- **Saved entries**
__________________________________________________
use std::time::Duration;

use async_trait::async_trait;
use serde::Deserialize;
use serde_json::{Map, Value};
use thiserror::Error;
use url::Url;

/// Why a remote call did not produce a result. Timeouts are surfaced, never
/// retried; retry policy belongs to the collaborator.
#[derive(Debug, Clone, PartialEq, Eq, Error)]
pub enum TransportError {
    #[error("remote call timed out")]
    Timeout,
    #[error("transport failure: {0}")]
    Io(String),
    #[error("remote rejected call: {description}")]
    Remote { description: String },
}

/// The wire beneath the router. One method call per invocation; the
/// implementation owns connection handling and timeouts.
#[async_trait]
pub trait BotTransport: Send + Sync {
    async fn call(&self, method: &str, params: &Map<String, Value>)
    -> Result<Value, TransportError>;
}

/// Standard Bot-API response envelope.
#[derive(Debug, Deserialize)]
struct ApiEnvelope {
    ok: bool,
    #[serde(default)]
    result: Value,
    #[serde(default)]
    description: Option<String>,
}

/// HTTP transport speaking `POST {base}/bot{token}/{method}` with a JSON
/// parameter body.
pub struct HttpTransport {
    client: reqwest::Client,
    base_url: Url,
    token: String,
}

impl HttpTransport {
    pub fn new(base_url: &str, token: &str, timeout: Duration) -> Result<Self, TransportError> {
        let base_url = Url::parse(base_url)
            .map_err(|e| TransportError::Io(format!("invalid base url '{base_url}': {e}")))?;
        let client = reqwest::Client::builder()
            .timeout(timeout)
            .build()
            .map_err(|e| TransportError::Io(e.to_string()))?;
        Ok(Self {
            client,
            base_url,
            token: token.to_string(),
        })
    }

    fn method_url(&self, method: &str) -> String {
        let base = self.base_url.as_str().trim_end_matches('/');
        format!("{base}/bot{}/{method}", self.token)
    }
}

#[async_trait]
impl BotTransport for HttpTransport {
    async fn call(
        &self,
        method: &str,
        params: &Map<String, Value>,
    ) -> Result<Value, TransportError> {
        let resp = self
            .client
            .post(self.method_url(method))
            .json(params)
            .send()
            .await
            .map_err(|e| {
                if e.is_timeout() {
                    TransportError::Timeout
                } else {
                    TransportError::Io(e.to_string())
                }
            })?;

        let envelope: ApiEnvelope = resp
            .json()
            .await
            .map_err(|e| TransportError::Io(format!("non-JSON response: {e}")))?;

        if !envelope.ok {
            return Err(TransportError::Remote {
                description: envelope
                    .description
                    .unwrap_or_else(|| "no description".to_string()),
            });
        }
        Ok(envelope.result)
    }
}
__________________________________________________
For the word "description", show every line of the entries that holds it.

    #[error("remote rejected call: {description}")]
    Remote { description: String },
    description: Option<String>,
                description: envelope
                    .description
                    .unwrap_or_else(|| "no description".to_string()),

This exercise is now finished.